As we discussed with area of base and combined center of gravity, the idea of jumping forward or backward and then attempting to stop horizontal movement with your shoulders leads to a high amount of misses. Most commonly, a lifter won't get far forward enough and loses the bar in front of them, or the horizontal movement puts the lifter back on their heals, straining the shoulder, and eventually losing the lift behind them.

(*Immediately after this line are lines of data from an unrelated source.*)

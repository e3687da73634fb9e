//! Typed handle for a deployed `MyERC1155Token`.

use std::sync::Arc;

use alloy::primitives::{Address, Bytes, U256};
use tokenops::{ContractHandle, EventRecord, Ledger, Result, TxReceipt};

use crate::bindings::MyERC1155Token::{self, TransferBatch, TransferSingle};

/// Fungible unit sold by `buy`.
pub const TOKEN_ID: u64 = 0;
/// Capped collectible minted by `buyNFT`.
pub const NFT_ID: u64 = 1;

/// A deployed `MyERC1155Token` plus the account that signs calls to it.
#[derive(Debug, Clone)]
pub struct Erc1155Token {
    contract: ContractHandle,
}

impl Erc1155Token {
    /// Attaches to an already deployed instance.
    pub fn attach(ledger: Arc<dyn Ledger>, address: Address, caller: Address) -> Self {
        Self::from_handle(ContractHandle::new(ledger, address, caller))
    }

    pub fn from_handle(contract: ContractHandle) -> Self {
        Self { contract }
    }

    pub fn address(&self) -> Address {
        self.contract.address()
    }

    pub fn caller(&self) -> Address {
        self.contract.caller()
    }

    pub fn handle(&self) -> &ContractHandle {
        &self.contract
    }

    /// Same token, signed by `caller`.
    pub fn connect(&self, caller: Address) -> Self {
        Self::from_handle(self.contract.connect(caller))
    }

    /// Buys `amount` units of [`TOKEN_ID`] for `to` from the contract's stock.
    pub async fn buy(&self, to: Address, amount: U256, value: U256) -> Result<TxReceipt> {
        self.contract
            .send_with_value(MyERC1155Token::buyCall { to, amount }, value)
            .await
    }

    /// Mints `count` units of [`NFT_ID`] to `to`.
    pub async fn buy_nft(&self, to: Address, count: U256, value: U256) -> Result<TxReceipt> {
        self.contract
            .send_with_value(MyERC1155Token::buyNFTCall { to, count }, value)
            .await
    }

    /// Owner only.
    pub async fn mint_batch(
        &self,
        to: Address,
        ids: Vec<U256>,
        amounts: Vec<U256>,
        data: Bytes,
    ) -> Result<TxReceipt> {
        self.contract
            .send(MyERC1155Token::mintBatchCall {
                to,
                ids,
                amounts,
                data,
            })
            .await
    }

    pub async fn set_approval_for_all(&self, operator: Address, approved: bool) -> Result<TxReceipt> {
        self.contract
            .send(MyERC1155Token::setApprovalForAllCall { operator, approved })
            .await
    }

    pub async fn safe_transfer_from(
        &self,
        from: Address,
        to: Address,
        id: U256,
        value: U256,
        data: Bytes,
    ) -> Result<TxReceipt> {
        self.contract
            .send(MyERC1155Token::safeTransferFromCall {
                from,
                to,
                id,
                value,
                data,
            })
            .await
    }

    pub async fn safe_batch_transfer_from(
        &self,
        from: Address,
        to: Address,
        ids: Vec<U256>,
        values: Vec<U256>,
        data: Bytes,
    ) -> Result<TxReceipt> {
        self.contract
            .send(MyERC1155Token::safeBatchTransferFromCall {
                from,
                to,
                ids,
                values,
                data,
            })
            .await
    }

    pub async fn balance_of(&self, account: Address, id: U256) -> Result<U256> {
        self.contract
            .read(MyERC1155Token::balanceOfCall { account, id })
            .await
    }

    pub async fn balance_of_batch(&self, accounts: Vec<Address>, ids: Vec<U256>) -> Result<Vec<U256>> {
        self.contract
            .read(MyERC1155Token::balanceOfBatchCall { accounts, ids })
            .await
    }

    pub async fn is_approved_for_all(&self, account: Address, operator: Address) -> Result<bool> {
        self.contract
            .read(MyERC1155Token::isApprovedForAllCall { account, operator })
            .await
    }

    pub async fn uri(&self, id: U256) -> Result<String> {
        self.contract.read(MyERC1155Token::uriCall { id }).await
    }

    pub async fn owner(&self) -> Result<Address> {
        self.contract.read(MyERC1155Token::ownerCall {}).await
    }

    pub async fn price(&self) -> Result<U256> {
        self.contract.read(MyERC1155Token::priceCall {}).await
    }

    pub async fn max_elements(&self) -> Result<U256> {
        self.contract.read(MyERC1155Token::MAX_ELEMENTSCall {}).await
    }

    pub async fn transfers_single(&self, from_block: u64) -> Result<Vec<EventRecord<TransferSingle>>> {
        self.contract.history::<TransferSingle>(from_block).await
    }

    pub async fn transfers_batch(&self, from_block: u64) -> Result<Vec<EventRecord<TransferBatch>>> {
        self.contract.history::<TransferBatch>(from_block).await
    }
}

One caveat on this point though: traditional or standard training techniques have to allow for individual variance. Not everyone is the same. Biomechanics are a big issue, so one lifter may look radically different from another. I'm a 6'5" guy whose legs are 1.75 the length of his torso (elite lifters are more like a 1.1 leg:torso ratio and short), so I look like I'm a table when I'm pulling a snatch from the floor. As such, coaches who don't know what they're talking about often tell me to get my chest more upright, which then compromises the far more important fundamentals in the startup.

Conclusions

While styles and individual body types vary, these principles should translate to any technique taught by a competent coach. If you are a member of a gym that isn't focused on weightlifting but that includes it as a movement, beware the advice they give. Ask if it sounds safe, efficient and effective to you. And don't be ashamed to scale in metcons that use high volume reps of high skill-cap movements. Be safe.

For weightlifting enthusiasts who scour the Internet and Youtube for technique videos, just beware the amount of poor information available. Don't buy into simple tricks. Don't try and emulate the flashy dynamic starts that you saw a guy do when he set a record -- the repeatability of the exact same start position is difficult enough, so there's no need to go there if you're still seeing inconsistency in your pulls.

In the end, lift safely, effectively and efficiently, and put in the work it takes to improve.